While reading Jane Feuer's piece on some of the gendered elements in melodrama, I was reminded of an article by Anjelica Jade Bastien about a similar recent proliferation of female-led projects being described/dismissed as "camp." As she writes, "Being labeled as camp can turn the boldest works about the interior lives of complex women into a curiosity, a joke, a punch line."

Here is a link to the full piece:

Do you agree that the labels of "melodrama" and/or "camp" might be unfairly distributed along gender lines?


  1. I'm interested in this question. While I think I do agree with Feuer about the term "melodrama" being unfairly gendered, I find the term "camp" a little less gendered (strictly speaking of the gender binary here). In another class I'm taking on queer theory, we read a book about the construction of campiness (here, thinking both of what appears on screen and the labor of campiness) and its relation to gay, male culture. This article points to the Crawford/Davis Feud and the new show coming out, but I think it's important also to note that Bette Davis, while a camp icon, certainly had and still has a strong, almost cult-like following in many gay male communities. Moreover, I think that there are more male performances that are considered campy than there are that are considered "melodramatic" (think Johnny Depp in Cry Baby). That said, I think when thinking of "camp" and its association to the female, I think it's equally important to consider its relation to the gay male culture as well.

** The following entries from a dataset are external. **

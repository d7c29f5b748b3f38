//! Mirrored download with streaming SHA256 verification.
//!
//! An artifact is fetched from each mirror in a freshly shuffled order until
//! one attempt produces a body whose digest matches the index. If every
//! mirror fails, the origin URL from the index is tried once and its result
//! is returned as-is. Mirrors are tried one at a time, never in parallel.

use std::borrow::Cow;
use std::path::Path;

use rand::rngs::StdRng;
use rand::seq::SliceRandom;
use rand::{Rng, SeedableRng};
use reqwest::Url;
use sha2::{Digest, Sha256};
use tokio::fs::File;
use tokio::io::{AsyncRead, AsyncReadExt, AsyncWriteExt};
use zigdl_schema::ArtifactDescriptor;

use crate::config::Config;
use crate::error::{Error, Result, TransportError};
use crate::io::http::HttpTransport;
use crate::reporter::Reporter;

/// Bytes read from the response per hashing/writing step.
const CHUNK_SIZE: usize = 1024 * 1024;

/// Whether mirrors are consulted before the origin.
#[derive(Debug, Clone, Copy, PartialEq, Eq)]
pub enum MirrorPolicy {
    /// Shuffled mirrors first, origin as the last resort.
    UseMirrors,
    /// Origin only. For artifacts the mirrors do not host.
    OriginOnly,
}

/// A completed, digest-checked download.
#[derive(Debug, Clone, PartialEq, Eq)]
pub struct Verified {
    /// URL the bytes actually came from.
    pub url: String,
    /// Lowercase hex SHA256 of the body.
    pub digest: String,
    pub bytes: u64,
}

#[derive(Debug, Clone)]
pub struct MirroredDownloader<T, R> {
    transport: T,
    mirrors: Vec<String>,
    reporter: R,
    seed: Option<u64>,
}

impl<T: HttpTransport, R: Reporter> MirroredDownloader<T, R> {
    pub fn new(transport: T, config: &Config, reporter: R) -> Self {
        Self {
            transport,
            mirrors: config.mirrors.clone(),
            reporter,
            seed: None,
        }
    }

    /// Use a fixed shuffle seed so every call tries mirrors in the same
    /// order.
    pub fn with_seed(mut self, seed: u64) -> Self {
        self.seed = Some(seed);
        self
    }

    /// The order mirrors will be tried in by the next download.
    pub fn mirror_order(&self) -> Vec<String> {
        match self.seed {
            Some(seed) => shuffled_mirrors(&self.mirrors, &mut StdRng::seed_from_u64(seed)),
            None => shuffled_mirrors(&self.mirrors, &mut rand::rng()),
        }
    }

    /// Download `artifact` to `dest` and verify its digest.
    ///
    /// With [`MirrorPolicy::UseMirrors`] failures against individual mirrors
    /// are reported and skipped; only the origin attempt's error can surface.
    ///
    /// # Errors
    ///
    /// Whatever the origin attempt fails with: [`Error::Transport`],
    /// [`Error::Integrity`] or [`Error::Io`].
    pub async fn download(
        &self,
        artifact: &ArtifactDescriptor,
        dest: &Path,
        policy: MirrorPolicy,
    ) -> Result<Verified> {
        if policy == MirrorPolicy::UseMirrors {
            let filename = artifact.filename();

            for mirror in self.mirror_order() {
                let url = match mirror_url(&mirror, filename) {
                    Ok(url) => url,
                    Err(e) => {
                        self.reporter.mirror_failed(&mirror, &e.to_string());
                        continue;
                    }
                };

                match self.fetch_and_verify(url.as_str(), artifact, dest).await {
                    Ok(verified) => return Ok(verified),
                    Err(e) => self.reporter.mirror_failed(url.as_str(), &e.to_string()),
                }
            }

            self.reporter.falling_back(&artifact.url);
        }

        self.fetch_and_verify(&artifact.url, artifact, dest).await
    }

    /// One attempt: stream `url` into `dest`, hashing as we go. `dest` is
    /// truncated first and removed again if the attempt fails.
    async fn fetch_and_verify(
        &self,
        url: &str,
        artifact: &ArtifactDescriptor,
        dest: &Path,
    ) -> Result<Verified> {
        let total = artifact.size_hint();
        self.reporter.download_started(url, total);

        let body = self.transport.open(url).await?;

        let (actual, bytes) = match self.stream_to_file(url, body, dest, total).await {
            Ok(done) => done,
            Err(e) => {
                tokio::fs::remove_file(dest).await.ok();
                return Err(e);
            }
        };

        if !artifact.digest.matches(&actual) {
            tokio::fs::remove_file(dest).await.ok();
            return Err(Error::Integrity {
                url: url.to_string(),
                expected: artifact.digest.to_string(),
                actual,
            });
        }

        self.reporter.verified(url, bytes);
        Ok(Verified {
            url: url.to_string(),
            digest: actual,
            bytes,
        })
    }

    async fn stream_to_file(
        &self,
        url: &str,
        mut body: impl AsyncRead + Unpin,
        dest: &Path,
        total: Option<u64>,
    ) -> Result<(String, u64)> {
        let mut file = File::create(dest).await.map_err(|e| Error::io(dest, e))?;
        let mut hasher = Sha256::new();
        let mut buf = vec![0u8; CHUNK_SIZE];
        let mut downloaded: u64 = 0;

        loop {
            let n = read_chunk(&mut body, &mut buf)
                .await
                .map_err(|source| TransportError::Body {
                    url: url.to_string(),
                    source,
                })?;
            if n == 0 {
                break;
            }

            hasher.update(&buf[..n]);
            file.write_all(&buf[..n])
                .await
                .map_err(|e| Error::io(dest, e))?;
            downloaded += n as u64;
            self.reporter.downloading(url, downloaded, total);
        }

        file.flush().await.map_err(|e| Error::io(dest, e))?;
        Ok((hex::encode(hasher.finalize()), downloaded))
    }
}

/// Fill `buf` from `reader`, stopping early only at end of stream.
async fn read_chunk(reader: &mut (impl AsyncRead + Unpin), buf: &mut [u8]) -> std::io::Result<usize> {
    let mut filled = 0;
    while filled < buf.len() {
        let n = reader.read(&mut buf[filled..]).await?;
        if n == 0 {
            break;
        }
        filled += n;
    }
    Ok(filled)
}

/// A permuted copy of `mirrors`; the input is left untouched.
pub fn shuffled_mirrors<R: Rng + ?Sized>(mirrors: &[String], rng: &mut R) -> Vec<String> {
    let mut order = mirrors.to_vec();
    order.shuffle(rng);
    order
}

/// Candidate URL for `filename` on the mirror rooted at `base`.
///
/// # Errors
///
/// [`Error::InvalidUrl`] if `base` is not an absolute URL.
pub fn mirror_url(base: &str, filename: &str) -> Result<Url> {
    let base: Cow<'_, str> = if base.ends_with('/') {
        Cow::Borrowed(base)
    } else {
        Cow::Owned(format!("{base}/"))
    };

    Url::parse(&base)
        .and_then(|root| root.join(filename))
        .map_err(|e| Error::InvalidUrl {
            url: base.into_owned(),
            reason: e.to_string(),
        })
}
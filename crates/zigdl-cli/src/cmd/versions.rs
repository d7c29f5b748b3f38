//! All-versions command

use anyhow::{Context, Result};
use zigdl_core::Config;
use zigdl_schema::ReleaseVersion;

/// Print every release version on one line, oldest first.
pub async fn all_versions(config: &Config) -> Result<()> {
    let versions = super::installer(config)?
        .list_versions()
        .await
        .with_context(|| format!("Failed to list versions from {}", config.index_url))?;

    let line = versions
        .iter()
        .map(ReleaseVersion::as_str)
        .collect::<Vec<_>>()
        .join(" ");
    println!("{line}");
    Ok(())
}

  2. I think camp often has a certain association with female driven narratives. There's something about witty females subverting mainstream norms that often becomes classified as camp. The label of camp can soften the impact of the underlying drama in stories like Feud, bringing it into the realm of chuckle-worthy, but easy to dismiss. I think this is a fault in the historical definition of camp, not in the genre itself. Perhaps people have been taught to see camp as something that one can dismiss, but it should be taught as something that's subverts the mainstream in, not only those chuckle-worthy moments, but the more dramatic moments in between that delve into something real and more tangible.